Abdullah ve güzel kızı Selva. Yukarıda durumlarını paylaştığım baba kız. Ve yine tekrar eden o kahredici oyun. Anlamak için Arapça bilmenize gerek yok. pic.twitter.com/wUwKAcLzWE
— Mehmet Algan (@alganmehmett) February 16, 2020
The video was filmed in Sarmada, a small town near Syria’s border with Turkey where the family has sought refuge amid a renewed offensive by Syrian government forces and their allies on rebel-held northwestern Syria.
The family were forced to flee their home in Saraqeb, a strategic town in Idlib province that fell to government forces earlier this month, when the air raids became too “intense” to handle, al-Mohamed told Al Jazeera.
The 32-year-old said he devised this private game to help Salwa, his only child, overcome her fright as the attacks on Saraqeb intensified in December.
“Children in our neighbourhood used to play with bang snaps. One time during Eid, they threw them around to celebrate and Salwa was frightened by the noise,” he said, referring to the religious Muslim holiday.
“I took her out to the balcony to show her that it was just a toy, a game kids play to celebrate Eid and whatnot,” al-Mohamed added.
“I tried to use the same pretext to convince her that this was just a game, that she shouldn’t be scared,” al-Abdullah said. “I needed to remove the fear from her heart,” he said. “I wanted her to associate these loud, frightening sounds to something that is light and amusing.”
More than three million people live in Idlib province, many displaced from other parts of the country recaptured by government forces. According to the UN, some 900,000 people have been displaced in the area since the December offensive.
The renewed military push has strained the fragile cooperation between Turkey, Russia and Iran, the main international players in Syria’s war, who had designated Idlib as a de-escalation zone in a 2018 deal that slowed al-Assad’s push to retake the territory.
Under the deal, Turkey, which supports a number of rebel groups, and Russia, which backs al-Assad, agreed to create a demilitarised zone in Idlib. However, the parties have accused each other of not sticking to the terms of the agreement and, last April, al-Assad relaunched his drive to take control of the last remaining rebel-held area.
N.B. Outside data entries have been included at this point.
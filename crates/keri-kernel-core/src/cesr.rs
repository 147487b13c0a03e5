//! CESR text-domain (qb64) primitives.
//!
//! A qb64 primitive is a derivation code followed by the base64url encoding of
//! the raw bytes. The raw bytes are left-padded with zeros to a multiple of
//! three so the encoding has no trailing pad, and the leading characters that
//! only encode those zero bytes are replaced by the code. The code length
//! always equals the pad length, so the full primitive length is fixed per code.

use base64::engine::general_purpose::URL_SAFE_NO_PAD;
use base64::Engine;

use crate::error::CoreError;

/// Derivation codes supported by the kernel.
#[derive(Debug, Clone, Copy, PartialEq, Eq, Hash)]
pub enum Code {
    /// Blake3-256 digest.
    Blake3_256,
    /// Ed25519 verification key (transferable).
    Ed25519,
    /// Ed25519 signature.
    Ed25519Sig,
    /// 128-bit random salt.
    Salt128,
}

impl Code {
    /// The code characters.
    pub const fn as_str(self) -> &'static str {
        match self {
            Code::Blake3_256 => "E",
            Code::Ed25519 => "D",
            Code::Ed25519Sig => "0B",
            Code::Salt128 => "0A",
        }
    }

    /// Size of the raw (binary) material.
    pub const fn raw_size(self) -> usize {
        match self {
            Code::Blake3_256 | Code::Ed25519 => 32,
            Code::Ed25519Sig => 64,
            Code::Salt128 => 16,
        }
    }

    /// Size of the full qb64 text.
    pub const fn full_size(self) -> usize {
        let padded = self.raw_size() + pad_size(self.raw_size());
        padded / 3 * 4
    }

    /// Identify the code a qb64 string starts with.
    pub fn from_qb64(qb64: &str) -> Result<Self, CoreError> {
        let mut chars = qb64.chars();
        match chars.next() {
            Some('E') => Ok(Code::Blake3_256),
            Some('D') => Ok(Code::Ed25519),
            Some('0') => match chars.next() {
                Some('B') => Ok(Code::Ed25519Sig),
                Some('A') => Ok(Code::Salt128),
                _ => Err(CoreError::InvalidQb64(format!("unknown code in {qb64}"))),
            },
            _ => Err(CoreError::InvalidQb64(format!("unknown code in {qb64}"))),
        }
    }
}

const fn pad_size(raw_len: usize) -> usize {
    (3 - raw_len % 3) % 3
}

/// Encode raw material under a derivation code.
pub fn encode(code: Code, raw: &[u8]) -> Result<String, CoreError> {
    if raw.len() != code.raw_size() {
        return Err(CoreError::InvalidQb64(format!(
            "code {} expects {} raw bytes, got {}",
            code.as_str(),
            code.raw_size(),
            raw.len()
        )));
    }

    let ps = pad_size(raw.len());
    let mut padded = Vec::with_capacity(ps + raw.len());
    padded.resize(ps, 0u8);
    padded.extend_from_slice(raw);

    let encoded = URL_SAFE_NO_PAD.encode(&padded);
    let code_str = code.as_str();
    Ok(format!("{}{}", code_str, &encoded[code_str.len()..]))
}

/// Decode a qb64 primitive into its code and raw material.
pub fn decode(qb64: &str) -> Result<(Code, Vec<u8>), CoreError> {
    let code = Code::from_qb64(qb64)?;
    if qb64.len() != code.full_size() {
        return Err(CoreError::InvalidQb64(format!(
            "code {} expects {} characters, got {}",
            code.as_str(),
            code.full_size(),
            qb64.len()
        )));
    }

    let code_len = code.as_str().len();
    let mut text = "A".repeat(code_len);
    text.push_str(&qb64[code_len..]);

    let padded = URL_SAFE_NO_PAD
        .decode(text.as_bytes())
        .map_err(|e| CoreError::InvalidQb64(e.to_string()))?;

    let ps = pad_size(code.raw_size());
    if padded.len() != ps + code.raw_size() || padded[..ps].iter().any(|b| *b != 0) {
        return Err(CoreError::InvalidQb64(format!("non-canonical padding in {qb64}")));
    }

    Ok((code, padded[ps..].to_vec()))
}

/// Decode a qb64 primitive, requiring a specific code.
pub fn decode_as(qb64: &str, expected: Code) -> Result<Vec<u8>, CoreError> {
    let (code, raw) = decode(qb64)?;
    if code != expected {
        return Err(CoreError::InvalidQb64(format!(
            "expected code {}, got {}",
            expected.as_str(),
            code.as_str()
        )));
    }
    Ok(raw)
}

#[cfg(test)]
mod tests {
    use super::*;

    #[test]
    fn test_full_sizes() {
        assert_eq!(Code::Blake3_256.full_size(), 44);
        assert_eq!(Code::Ed25519.full_size(), 44);
        assert_eq!(Code::Ed25519Sig.full_size(), 88);
        assert_eq!(Code::Salt128.full_size(), 24);
    }

    #[test]
    fn test_encode_prefixes_code() {
        let digest = encode(Code::Blake3_256, &[0xff; 32]).unwrap();
        assert!(digest.starts_with('E'));
        assert_eq!(digest.len(), 44);

        let sig = encode(Code::Ed25519Sig, &[0x01; 64]).unwrap();
        assert!(sig.starts_with("0B"));
        assert_eq!(sig.len(), 88);
    }

    #[test]
    fn test_decode_recovers_raw() {
        let raw: Vec<u8> = (0u8..32).collect();
        let qb64 = encode(Code::Ed25519, &raw).unwrap();
        let (code, decoded) = decode(&qb64).unwrap();
        assert_eq!(code, Code::Ed25519);
        assert_eq!(decoded, raw);
    }

    #[test]
    fn test_zero_key_is_code_then_a() {
        // Raw zeros encode to all 'A' after the code.
        let qb64 = encode(Code::Blake3_256, &[0u8; 32]).unwrap();
        assert_eq!(qb64, format!("E{}", "A".repeat(43)));
    }

    #[test]
    fn test_wrong_raw_length_rejected() {
        assert!(encode(Code::Blake3_256, &[0u8; 31]).is_err());
    }

    #[test]
    fn test_decode_rejects_bad_input() {
        assert!(decode("").is_err());
        assert!(decode("Xabc").is_err());
        assert!(decode("Eshort").is_err());
        // '#' is outside the base64url alphabet
        assert!(decode(&format!("E{}", "#".repeat(43))).is_err());
    }

    #[test]
    fn test_decode_as_checks_code() {
        let qb64 = encode(Code::Ed25519, &[7u8; 32]).unwrap();
        assert!(decode_as(&qb64, Code::Ed25519).is_ok());
        assert!(decode_as(&qb64, Code::Blake3_256).is_err());
    }
}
A number of ceasefires were negotiated and failed to hold last summer, with the government offensive restarting in December. The assault has been characterised by fighter jets launching initial attacks followed by shelling and the arrival of ground troops, as civilians flee en masse from towns, including Maaret al-Numaan and Saraqeb, towards the closed Turkish border.
“During our last days in Saraqeb, the shelling was so intense … When it started, it could take up to a month to wind down,” al-Mohamed recalled.
Al-Mohamed is not hopeful for the future, unable to find work as the family struggles to cope with everyday life near the sealed border with Turkey, which hosts some 3.6 million Syrian refugees and has said it is unable to absorb more.
As a father, he worries constantly about the environment Salwa might grow up in.
“She’s doing fine, for now; she’s a child who plays, laughs, and jokes,” he said. “But my fear is that as she grows up, the shelling continues. And when it does, my game will no longer be enough to shield her from deeper psychological trauma.”
“I don’t have any expectations for the future; it’s unknown to us here,” al-Mohamed said hopelessly.
“I want the world to know: We’re not terrorists as the regime paints us out to be,” he said, “We’re human, we’re worthy souls who have the right to live like any other human being in the world.”
On Monday, in rare public remarks, al-Assad vowed to continue pressing on with the offensive in Idlib province as well as the outskirts of neighbouring Aleppo.
Syrian state television said on Sunday that the Russian-backed forces had “liberated all the villages and small towns west of Aleppo city”, in what marked a significant advance for the government.